[Stored data entries]
::::::::::

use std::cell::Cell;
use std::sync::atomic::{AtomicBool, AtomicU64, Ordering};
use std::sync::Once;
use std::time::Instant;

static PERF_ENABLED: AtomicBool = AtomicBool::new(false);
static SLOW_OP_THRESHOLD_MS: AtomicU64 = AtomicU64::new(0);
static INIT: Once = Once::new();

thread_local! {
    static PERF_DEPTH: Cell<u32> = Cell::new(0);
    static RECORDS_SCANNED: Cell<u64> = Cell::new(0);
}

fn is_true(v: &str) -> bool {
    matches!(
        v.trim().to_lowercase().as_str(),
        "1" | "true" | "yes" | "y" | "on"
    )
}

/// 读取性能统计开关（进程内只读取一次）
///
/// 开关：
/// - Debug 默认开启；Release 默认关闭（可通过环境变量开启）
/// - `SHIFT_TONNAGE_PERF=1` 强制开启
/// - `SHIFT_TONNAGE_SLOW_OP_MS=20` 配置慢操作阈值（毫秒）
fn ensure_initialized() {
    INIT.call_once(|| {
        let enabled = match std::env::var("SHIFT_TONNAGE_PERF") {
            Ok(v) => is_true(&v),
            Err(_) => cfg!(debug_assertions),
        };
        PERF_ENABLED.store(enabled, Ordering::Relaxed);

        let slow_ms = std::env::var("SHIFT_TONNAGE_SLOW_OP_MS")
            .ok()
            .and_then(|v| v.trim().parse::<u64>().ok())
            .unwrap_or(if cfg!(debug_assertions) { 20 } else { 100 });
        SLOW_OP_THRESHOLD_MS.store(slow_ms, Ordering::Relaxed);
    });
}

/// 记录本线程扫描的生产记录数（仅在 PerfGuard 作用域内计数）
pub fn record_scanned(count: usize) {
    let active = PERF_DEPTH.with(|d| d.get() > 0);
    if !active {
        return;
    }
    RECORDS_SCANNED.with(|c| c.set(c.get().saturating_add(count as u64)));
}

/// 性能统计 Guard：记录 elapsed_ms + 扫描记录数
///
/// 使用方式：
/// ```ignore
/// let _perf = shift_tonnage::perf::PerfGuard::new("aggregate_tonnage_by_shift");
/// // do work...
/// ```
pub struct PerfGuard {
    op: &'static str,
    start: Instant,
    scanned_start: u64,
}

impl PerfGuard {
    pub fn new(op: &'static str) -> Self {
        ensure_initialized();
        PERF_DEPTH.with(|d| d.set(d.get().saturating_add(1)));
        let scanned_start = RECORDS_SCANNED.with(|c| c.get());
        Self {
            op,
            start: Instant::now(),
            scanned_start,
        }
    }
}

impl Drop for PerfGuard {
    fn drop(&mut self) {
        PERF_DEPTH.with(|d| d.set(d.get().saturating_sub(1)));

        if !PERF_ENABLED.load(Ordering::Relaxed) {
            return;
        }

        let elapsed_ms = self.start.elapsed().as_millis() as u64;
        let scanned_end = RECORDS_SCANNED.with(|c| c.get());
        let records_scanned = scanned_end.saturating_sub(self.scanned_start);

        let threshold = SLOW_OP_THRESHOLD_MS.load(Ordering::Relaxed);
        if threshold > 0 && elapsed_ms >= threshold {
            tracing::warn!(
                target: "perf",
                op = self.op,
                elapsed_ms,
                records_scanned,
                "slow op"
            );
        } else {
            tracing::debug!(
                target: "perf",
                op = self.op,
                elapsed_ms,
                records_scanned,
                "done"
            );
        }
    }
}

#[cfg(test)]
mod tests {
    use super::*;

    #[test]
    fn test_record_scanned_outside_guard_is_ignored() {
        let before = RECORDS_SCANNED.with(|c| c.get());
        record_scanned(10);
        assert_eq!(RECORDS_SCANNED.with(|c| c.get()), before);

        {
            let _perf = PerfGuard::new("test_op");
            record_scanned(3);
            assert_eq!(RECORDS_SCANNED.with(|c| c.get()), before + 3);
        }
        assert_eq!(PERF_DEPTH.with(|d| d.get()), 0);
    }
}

::::::::::

Work to be completed = Copy each line of the data exactly, leaving nothing out.

Written answer =
use std::cell::Cell;
use std::sync::atomic::{AtomicBool, AtomicU64, Ordering};
use std::sync::Once;
use std::time::Instant;

static PERF_ENABLED: AtomicBool = AtomicBool::new(false);
static SLOW_OP_THRESHOLD_MS: AtomicU64 = AtomicU64::new(0);
static INIT: Once = Once::new();

thread_local! {
    static PERF_DEPTH: Cell<u32> = Cell::new(0);
    static RECORDS_SCANNED: Cell<u64> = Cell::new(0);
}

fn is_true(v: &str) -> bool {
    matches!(
        v.trim().to_lowercase().as_str(),
        "1" | "true" | "yes" | "y" | "on"
    )
}

/// 读取性能统计开关（进程内只读取一次）
///
/// 开关：
/// - Debug 默认开启；Release 默认关闭（可通过环境变量开启）
/// - `SHIFT_TONNAGE_PERF=1` 强制开启
/// - `SHIFT_TONNAGE_SLOW_OP_MS=20` 配置慢操作阈值（毫秒）
fn ensure_initialized() {
    INIT.call_once(|| {
        let enabled = match std::env::var("SHIFT_TONNAGE_PERF") {
            Ok(v) => is_true(&v),
            Err(_) => cfg!(debug_assertions),
        };
        PERF_ENABLED.store(enabled, Ordering::Relaxed);

        let slow_ms = std::env::var("SHIFT_TONNAGE_SLOW_OP_MS")
            .ok()
            .and_then(|v| v.trim().parse::<u64>().ok())
            .unwrap_or(if cfg!(debug_assertions) { 20 } else { 100 });
        SLOW_OP_THRESHOLD_MS.store(slow_ms, Ordering::Relaxed);
    });
}

/// 记录本线程扫描的生产记录数（仅在 PerfGuard 作用域内计数）
pub fn record_scanned(count: usize) {
    let active = PERF_DEPTH.with(|d| d.get() > 0);
    if !active {
        return;
    }
    RECORDS_SCANNED.with(|c| c.set(c.get().saturating_add(count as u64)));
}

/// 性能统计 Guard：记录 elapsed_ms + 扫描记录数
///
/// 使用方式：
/// ```ignore
/// let _perf = shift_tonnage::perf::PerfGuard::new("aggregate_tonnage_by_shift");
/// // do work...
/// ```
pub struct PerfGuard {
    op: &'static str,
    start: Instant,
    scanned_start: u64,
}

impl PerfGuard {
    pub fn new(op: &'static str) -> Self {
        ensure_initialized();
        PERF_DEPTH.with(|d| d.set(d.get().saturating_add(1)));
        let scanned_start = RECORDS_SCANNED.with(|c| c.get());
        Self {
            op,
            start: Instant::now(),
            scanned_start,
        }
    }
}

impl Drop for PerfGuard {
    fn drop(&mut self) {
        PERF_DEPTH.with(|d| d.set(d.get().saturating_sub(1)));

        if !PERF_ENABLED.load(Ordering::Relaxed) {
            return;
        }

        let elapsed_ms = self.start.elapsed().as_millis() as u64;
        let scanned_end = RECORDS_SCANNED.with(|c| c.get());
        let records_scanned = scanned_end.saturating_sub(self.scanned_start);

        let threshold = SLOW_OP_THRESHOLD_MS.load(Ordering::Relaxed);
        if threshold > 0 && elapsed_ms >= threshold {
            tracing::warn!(
                target: "perf",
                op = self.op,
                elapsed_ms,
                records_scanned,
                "slow op"
            );
        } else {
            tracing::debug!(
                target: "perf",
                op = self.op,
                elapsed_ms,
                records_scanned,
                "done"
            );
        }
    }
}

#[cfg(test)]
mod tests {
    use super::*;

    #[test]
    fn test_record_scanned_outside_guard_is_ignored() {
        let before = RECORDS_SCANNED.with(|c| c.get());
        record_scanned(10);
        assert_eq!(RECORDS_SCANNED.with(|c| c.get()), before);

        {
            let _perf = PerfGuard::new("test_op");
            record_scanned(3);
            assert_eq!(RECORDS_SCANNED.with(|c| c.get()), before + 3);
        }
        assert_eq!(PERF_DEPTH.with(|d| d.get()), 0);
    }
}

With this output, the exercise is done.